[Montpellier Danse] Mille et une danses (pour 2021) – Thomas Lebrun
Épopée festive et foisonnante à travers la danse du XXe siècle, Mille et une danses, la dernière pièce de Thomas Lebrun, créée lors de la 41e édition de Montpellier Danse, éveille en chacun et chacune de nous une furieuse envie de danser. Elle ne pouvait trouver meilleur écrin que ce festival qui a accueilli tant d’artistes (dont certain.e.s sont évoqué.e.s dans la pièce) et célébré avec ferveur la diversité du langage chorégraphique. Réfléchi en 2020 à l’occasion des vingt ans de la compagnie, ce spectacle se pare d’une dimension particulière en raison de la crise sanitaire qui a figé les élans créatifs et freiné les retrouvailles entre les artistes et le public. Quinze interprètes, plus quelques invités, se lancent dans ce marathon de virtuosité en y injectant leurs souvenirs chorégraphiques, leurs stocks de mouvements archivés qui ne demandaient qu’à remonter à la surface.
On ne voudrait nullement faire affront à Thomas Lebrun en esquissant un parallèle trivial entre les mashup de scènes de danse au cinéma qui font les délices des internautes et ses Mille et une danses. Mais si on ose d’emblée le rapprochement, c’est qu’il y a une extrême jubilation à découvrir au fil des deux heures que dure sa pièce les nombreux clins d’œil et évocations qui la jalonnent. Construite autour de six tableaux, elle nous embarque dans un voyage à travers des décennies de danse.

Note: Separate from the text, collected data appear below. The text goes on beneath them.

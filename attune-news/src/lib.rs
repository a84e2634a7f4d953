//! Article search boundary for the Attune session engine
//!
//! This crate owns everything that touches the remote search API:
//! - the wire request/response types for the `getArticles` endpoint
//! - the query builder that turns a [`attune_core::PreferenceSet`] into a request
//! - the normalizer that converts raw results into [`attune_core::Article`]s
//! - the post-fetch content length filter
//! - the `ArticleSearch` port and its reqwest-backed implementation

pub mod client;
pub mod error;
pub mod normalize;
pub mod query;
pub mod types;

pub use client::{ArticleSearch, NewsApiClient, NewsApiConfig};
pub use error::NewsError;
pub use normalize::{filter_by_length, normalize, word_count};
pub use query::build_request;
pub use types::{GetArticlesRequest, RawArticle, RawAuthor, RawCategory, RawSentiment, RawSource};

Un périple sans chronologie évidente pour éviter sans doute de donner un côté trop didactique à cette “encyclopédie vivante, chorégraphique et performative, où autant de danses définissent autant de transmissions, du rire aux larmes, de l’humour au sensible, du questionnement au goût de l’autre”.
La première à se présenter sur le plateau nu est Françoise Texier, danseuse et pédagogue installée à Montpellier. Elle est l’une des invité.e.s que Thomas Lebrun a conviée pour grossir les rangs de la distribution et qui changeront au fil des représentations. Cheveux blancs, tenue noire, elle livre un solo puissant et d’une grande simplicité, qui cueille le public surpris par cette apparition. Petit à petit, les autres interprètes investissent la scène et elle se joint à eux comme un maillon de cette longue chaîne de transmission, “la base de la création” pour le chorégraphe. Dès son incipit, Mille et une danses s’impose ainsi comme une ode aux interprètes (les siens sont tous tellement investis), à ces passeurs d’histoires. D’ailleurs, beaucoup d’absents éclairent de leur douce lumière cette pièce et habitent le plateau d’une étrange façon.

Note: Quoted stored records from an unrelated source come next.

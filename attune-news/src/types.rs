//! Wire types for the `getArticles` search endpoint

use serde::{Deserialize, Deserializer, Serialize};
use serde_json::Value;

// ============================================================================
// Request
// ============================================================================

/// Search request body for the article endpoint
///
/// Built by [`crate::query::build_request`]; opaque to everything downstream
/// of the search client. The API key is not part of the request, the client
/// injects it at send time.
#[derive(Debug, Clone, Serialize)]
pub struct GetArticlesRequest {
    /// API action, always "getArticles"
    pub action: String,
    /// Result shape, always "articles"
    #[serde(rename = "resultType")]
    pub result_type: String,
    /// Content kinds to search, always ["news"]
    #[serde(rename = "dataType")]
    pub data_type: Vec<String>,
    /// Language filter, always "eng"
    pub lang: String,
    /// Sort order, always "relevance"
    #[serde(rename = "articlesSortBy")]
    pub sort_by: String,
    /// Number of results to request
    #[serde(rename = "articlesCount")]
    pub count: usize,
    /// Result page, always 1 (the pool is fetched in one shot)
    #[serde(rename = "articlesPage")]
    pub page: usize,
    /// Minimum sentiment score
    #[serde(rename = "sentimentMin")]
    pub sentiment_min: f64,
    /// Maximum sentiment score
    #[serde(rename = "sentimentMax")]
    pub sentiment_max: f64,
    /// Category filter; omitted entirely when no topics are selected
    #[serde(rename = "categoryUri", skip_serializing_if = "Option::is_none")]
    pub category_uri: Option<Vec<String>>,
    /// Keywords that must not appear in matching articles
    #[serde(rename = "ignoreKeyword", skip_serializing_if = "Option::is_none")]
    pub ignore_keyword: Option<Vec<String>>,
    /// Where exclusion keywords are matched; "body,title" when present
    #[serde(rename = "ignoreKeywordLoc", skip_serializing_if = "Option::is_none")]
    pub ignore_keyword_loc: Option<String>,
    /// Ask the API to annotate each result with its categories
    #[serde(rename = "includeArticleCategories")]
    pub include_article_categories: bool,
    /// Restrict to the top sources by rank percentile
    #[serde(rename = "startSourceRankPercentile")]
    pub start_source_rank_percentile: u32,
    /// Duplicate handling, always "skipDuplicates"
    #[serde(rename = "isDuplicateFilter")]
    pub is_duplicate_filter: String,
}

// ============================================================================
// Response
// ============================================================================

/// Top-level search response
#[derive(Debug, Deserialize)]
pub struct GetArticlesResponse {
    /// Result container
    pub articles: ArticleResults,
    /// Total number of matching articles on the backend
    #[serde(rename = "totalResults", default)]
    pub total_results: Option<u64>,
}

/// Paged result container
#[derive(Debug, Deserialize)]
pub struct ArticleResults {
    /// Raw search results
    pub results: Vec<RawArticle>,
    #[serde(default)]
    pub pages: Option<u32>,
    #[serde(rename = "currentPage", default)]
    pub current_page: Option<u32>,
}

/// A single raw search result
///
/// Every field except `uri` is optional on the wire; the normalizer decides
/// which results are usable.
#[derive(Debug, Clone, Default, Deserialize)]
pub struct RawArticle {
    /// Backend identifier for the article
    #[serde(default)]
    pub uri: String,
    /// Canonical article URL
    #[serde(default)]
    pub url: Option<String>,
    #[serde(default)]
    pub title: Option<String>,
    /// Full article body
    #[serde(default)]
    pub body: Option<String>,
    #[serde(default)]
    pub source: Option<RawSource>,
    #[serde(default)]
    pub authors: Option<Vec<RawAuthor>>,
    /// Article image URL
    #[serde(default)]
    pub image: Option<String>,
    /// Publication timestamp (ISO-8601)
    #[serde(rename = "dateTimePub", default)]
    pub date_time_pub: Option<String>,
    /// Sentiment, sent either as a bare score or as a score/label object
    #[serde(default, deserialize_with = "deserialize_sentiment")]
    pub sentiment: Option<RawSentiment>,
    #[serde(default)]
    pub lang: Option<String>,
    #[serde(default)]
    pub categories: Option<Vec<RawCategory>>,
}

/// Source descriptor on a raw result
#[derive(Debug, Clone, Default, Deserialize)]
pub struct RawSource {
    #[serde(default)]
    pub uri: Option<String>,
    #[serde(default)]
    pub title: Option<String>,
    #[serde(rename = "dataType", default)]
    pub data_type: Option<String>,
}

/// Author descriptor on a raw result
#[derive(Debug, Clone, Default, Deserialize)]
pub struct RawAuthor {
    #[serde(default)]
    pub name: Option<String>,
    #[serde(default)]
    pub uri: Option<String>,
}

/// Sentiment annotation on a raw result
#[derive(Debug, Clone, PartialEq)]
pub struct RawSentiment {
    pub score: Option<f64>,
    pub label: Option<String>,
}

impl RawSentiment {
    /// Lenient conversion from whatever the API sent
    ///
    /// Accepts a bare number or a `{score, label}` object; anything else
    /// (null, strings, arrays, empty objects) is "no sentiment", never an
    /// error.
    fn from_value(value: Value) -> Option<RawSentiment> {
        match value {
            Value::Number(number) => number.as_f64().map(|score| RawSentiment {
                score: Some(score),
                label: None,
            }),
            Value::Object(object) => {
                let score = object.get("score").and_then(Value::as_f64);
                let label = object
                    .get("label")
                    .and_then(Value::as_str)
                    .map(str::to_owned);
                if score.is_none() && label.is_none() {
                    None
                } else {
                    Some(RawSentiment { score, label })
                }
            }
            _ => None,
        }
    }
}

fn deserialize_sentiment<'de, D>(deserializer: D) -> Result<Option<RawSentiment>, D::Error>
where
    D: Deserializer<'de>,
{
    let value = Option::<Value>::deserialize(deserializer)?;
    Ok(value.and_then(RawSentiment::from_value))
}

/// Category descriptor on a raw result
#[derive(Debug, Clone, Default, Deserialize)]
pub struct RawCategory {
    #[serde(default)]
    pub uri: Option<String>,
    #[serde(default)]
    pub label: Option<String>,
}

Et pour cause… Pour cette création, le directeur du CCN de Tours a demandé à ses dix-neuf danseurs et danseuses (compagnons de plus ou moins longue date) et invité.e.s d’imaginer un court solo inspiré par leur rencontre avec une personnalité de la danse (chorégraphe, professeur.e, danseur.se…) qui a marqué leur parcours d’interprète : Bernard Glandier, Daniel Larrieu (pour lesquels Thomas Lebrun a été interprète), Andy de Groat, Odile Duboc et bien d’autres… Comme autant d’hommages qui se succèdent et se répondent, qui nous perdent un peu parfois, mais emportent la mise le plus souvent. Soudain, surgit un Faune… Plus loin, on reconnaît le style incisif de Ohad Naharin. Et quand Akiko Kajihara, dont on se rappelle soudain la belle présence dans Ils n’ont rien vu, pièce de 2019 inspirée de Hiroshima mon amour, s’élance au milieu des autres danseurs en robe blanche, sa longue chevelure dénouée accompagnant chacun de ses élans, c’est évidemment le souvenir de Pina Bausch qui vient nous étreindre.

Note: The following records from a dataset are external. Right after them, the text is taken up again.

//! The HTTP server: listener lifecycle, routing, and endpoint handlers.

use crate::config::ServerConfig;
use crate::error::{ServingError, ServingResult};
use crate::http::{self, ReadOutcome, Request};
use crate::scorer::ScorerHandle;
use crate::validation;
use serde_json::json;
use std::net::SocketAddr;
use std::sync::Arc;
use tokio::net::{TcpListener, TcpStream};
use tokio::sync::watch;
use tracing::{debug, info, warn};

/// Shared per-process serving state handed to every connection task.
#[derive(Debug, Clone)]
pub struct AppState {
    config: Arc<ServerConfig>,
    scorer: ScorerHandle,
}

impl AppState {
    /// Build the state for a configuration.
    pub fn new(config: ServerConfig) -> Self {
        let scorer = ScorerHandle::new(config.model_dir.clone());
        Self {
            config: Arc::new(config),
            scorer,
        }
    }
}

/// A bound scoring server, ready to serve.
///
/// # Example
///
/// ```no_run
/// use triage_serving::{Server, ServerConfig};
///
/// # async fn example() -> Result<(), triage_serving::ServingError> {
/// let config = ServerConfig::builder().port(8000).build();
/// let server = Server::bind(config).await?;
/// server.serve().await?;
/// # Ok(())
/// # }
/// ```
pub struct Server {
    state: AppState,
    listener: TcpListener,
}

impl Server {
    /// Validate the configuration and bind the listening socket.
    pub async fn bind(config: ServerConfig) -> ServingResult<Server> {
        config
            .validate()
            .map_err(|e| ServingError::config(e.to_string()))?;

        let listener = TcpListener::bind(config.socket_addr()).await?;
        info!(
            addr = %listener.local_addr()?,
            model_dir = %config.model_dir.display(),
            docs = config.docs_url.as_deref().unwrap_or("disabled"),
            "Server listening"
        );

        Ok(Server {
            state: AppState::new(config),
            listener,
        })
    }

    /// The bound address, useful when the configured port was 0.
    pub fn local_addr(&self) -> ServingResult<SocketAddr> {
        Ok(self.listener.local_addr()?)
    }

    /// Serve until the process exits.
    pub async fn serve(self) -> ServingResult<()> {
        let (_shutdown_tx, shutdown_rx) = watch::channel(false);
        self.serve_with_shutdown(shutdown_rx).await
    }

    /// Serve until `shutdown` flips to true.
    ///
    /// In-flight connection tasks finish on their own; only the accept loop
    /// stops.
    pub async fn serve_with_shutdown(
        self,
        mut shutdown: watch::Receiver<bool>,
    ) -> ServingResult<()> {
        loop {
            tokio::select! {
                accepted = self.listener.accept() => {
                    match accepted {
                        Ok((stream, peer)) => {
                            let state = self.state.clone();
                            tokio::spawn(async move {
                                if let Err(e) = handle_connection(stream, state).await {
                                    debug!(peer = %peer, error = %e, "Connection error");
                                }
                            });
                        }
                        Err(e) => warn!(error = %e, "Accept failed"),
                    }
                }
                changed = shutdown.changed() => {
                    if changed.is_err() || *shutdown.borrow() {
                        info!("Shutdown requested, stopping listener");
                        return Ok(());
                    }
                }
            }
        }
    }
}

/// One response on its way out.
enum Reply {
    Json { status: u16, body: String },
    Redirect { location: String },
}

impl Reply {
    fn json(status: u16, value: serde_json::Value) -> Self {
        Reply::Json {
            status,
            body: value.to_string(),
        }
    }

    fn status(&self) -> u16 {
        match self {
            Reply::Json { status, .. } => *status,
            Reply::Redirect { .. } => 307,
        }
    }
}

async fn handle_connection(mut stream: TcpStream, state: AppState) -> ServingResult<()> {
    let outcome = http::read_request(&mut stream, state.config.max_body_bytes).await?;
    let request = match outcome {
        ReadOutcome::Closed => return Ok(()),
        ReadOutcome::Malformed => {
            return http::write_json(&mut stream, 400, &json!({ "error": "Malformed request" }).to_string()).await;
        }
        ReadOutcome::BodyTooLarge => {
            return http::write_json(&mut stream, 413, &json!({ "error": "Request body too large" }).to_string()).await;
        }
        ReadOutcome::Request(request) => request,
    };

    let reply = route(&request, &state).await;
    debug!(
        method = %request.method,
        path = %request.path,
        status = reply.status(),
        "Handled request"
    );

    match reply {
        Reply::Json { status, body } => http::write_json(&mut stream, status, &body).await,
        Reply::Redirect { location } => http::write_redirect(&mut stream, &location).await,
    }
}

async fn route(request: &Request, state: &AppState) -> Reply {
    let docs_path = state.config.docs_url.as_deref();

    match (request.method.as_str(), request.path.as_str()) {
        ("GET", "/health") => handle_health(state),
        ("GET", "/ready") => handle_ready(state).await,
        ("POST", "/predict") => handle_predict(&request.body, state).await,
        ("GET", "/") => handle_root(state),
        ("GET", path) if Some(path) == docs_path => handle_docs(state),
        (_, "/health") | (_, "/ready") | (_, "/predict") | (_, "/") => method_not_allowed(),
        (_, path) if Some(path) == docs_path => method_not_allowed(),
        _ => not_found(),
    }
}

/// Liveness: always succeeds and never touches the artifact store.
fn handle_health(state: &AppState) -> Reply {
    Reply::json(
        200,
        json!({ "status": "ok", "model_version": state.scorer.model_version() }),
    )
}

/// Readiness: forces the lazy load so orchestrators can gate traffic.
async fn handle_ready(state: &AppState) -> Reply {
    match state.scorer.get().await {
        Ok(_) => Reply::json(
            200,
            json!({ "status": "ready", "model_version": state.scorer.model_version() }),
        ),
        Err(e) => load_failure_reply(e),
    }
}

async fn handle_predict(body: &[u8], state: &AppState) -> Reply {
    // Validation runs before any artifact access, so schema errors never
    // depend on model state.
    let record = match validation::validate_payload(body) {
        Ok(record) => record,
        Err(ServingError::InvalidPayload(issues)) => {
            return Reply::json(400, json!({ "error": "Invalid payload", "issues": issues }));
        }
        Err(other) => return prediction_failure_reply(other),
    };

    let scorer = match state.scorer.get().await {
        Ok(scorer) => scorer,
        Err(e) => return load_failure_reply(e),
    };

    let row = match record.ordered_by(scorer.feature_names()) {
        Ok(row) => row,
        Err(e) => return prediction_failure_reply(e),
    };

    match scorer.predict(&row) {
        Ok(prediction) => Reply::json(200, json!({ "prediction": prediction })),
        Err(e) => prediction_failure_reply(e),
    }
}

/// Root: point clients at the docs, or report status when docs are off.
fn handle_root(state: &AppState) -> Reply {
    match &state.config.docs_url {
        Some(path) => Reply::Redirect {
            location: path.clone(),
        },
        None => Reply::json(
            200,
            json!({
                "status": "ok",
                "model_version": state.scorer.model_version(),
                "docs": "disabled"
            }),
        ),
    }
}

/// A scaled-down service descriptor standing in for interactive API docs.
fn handle_docs(state: &AppState) -> Reply {
    Reply::json(
        200,
        json!({
            "title": "Diabetes Progression Triage API",
            "version": crate::VERSION,
            "model_version": state.scorer.model_version(),
            "endpoints": {
                "GET /health": "Liveness probe; never touches the artifact store",
                "GET /ready": "Forces a model load and reports readiness",
                "POST /predict": "Scores one ten-field feature record",
            },
            "example_payload": {
                "age": 0.02, "sex": -0.044, "bmi": 0.06, "bp": -0.03,
                "s1": -0.02, "s2": 0.03, "s3": -0.02, "s4": 0.02,
                "s5": 0.02, "s6": -0.001
            },
        }),
    )
}

fn method_not_allowed() -> Reply {
    Reply::json(405, json!({ "error": "Method not allowed" }))
}

fn not_found() -> Reply {
    Reply::json(404, json!({ "error": "Not found" }))
}

/// Map a load failure onto the two stable 500 bodies clients key on.
fn load_failure_reply(err: ServingError) -> Reply {
    match err {
        ServingError::ArtifactsMissing => {
            Reply::json(500, json!({ "error": "Model artifacts missing" }))
        }
        ServingError::ModelLoad(reason) => Reply::json(
            500,
            json!({ "error": "Failed to load model", "reason": reason }),
        ),
        other => prediction_failure_reply(other),
    }
}

fn prediction_failure_reply(err: ServingError) -> Reply {
    warn!(error = %err, "Request failed");
    let reason = match err {
        ServingError::Prediction(reason) => reason,
        other => other.to_string(),
    };
    Reply::json(500, json!({ "error": "Prediction failed", "reason": reason }))
}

La bande-son de la pièce réserve elle-aussi bien des surprises et participe à la réussite de cette entreprise malgré son côté apparemment décousu. Faisant cohabiter Beethoven et Purcell, en passant par Elvis Presley, The Doors ou Alphaville, elle s’apparente à une étonnante déambulation sonore qui fait aussi remonter les souvenirs à la surface. Par certains choix, elle accompagne voire souligne l’immense cri d’amour, d’hymne à la vie qu’on peut lire au creux de chaque geste.
Sans doute que les mois et les représentations inciteront le chorégraphe à couper ici et là pour resserrer la temporalité de cette pièce opulente, élaguer quelques longueurs (voire quelques facilités). Juste pour en faire davantage ressortir les bijoux enchâssés, comme ce solo interprété d’abord de dos en fond de scène puis face au public dans un rectangle de lumière en bord de plateau par Thomas Lebrun lui-même. Quelques ajustements qui ne devraient ni couper les ailes à la formidable énergie qui porte ces Mille et une danses, ni en atténuer l’exubérance, ni affaiblir les émotions qu’elle suscite, en particulier cette joie immense d’être au monde.
Mille et une danses (pour 2021) de Thomas Lebrun à l’Opéra Comédie dans le cadre de Montpellier Danse avec Antoine Arbeit, Maxime Aubert, Julie Bougard, Caroline Boussard, Raphaël Cottin, Gladys Demba, Anne-Emmanuelle Deroo, Arthur Gautier, Akiko Kajihara, Thomas Lebrun, Cécile Loyer, José Meireles, Léa Scher, Veronique Teindas, Yohann Têté et cinq personnes invitées selon les représentations. Mardi 29 juin 2021.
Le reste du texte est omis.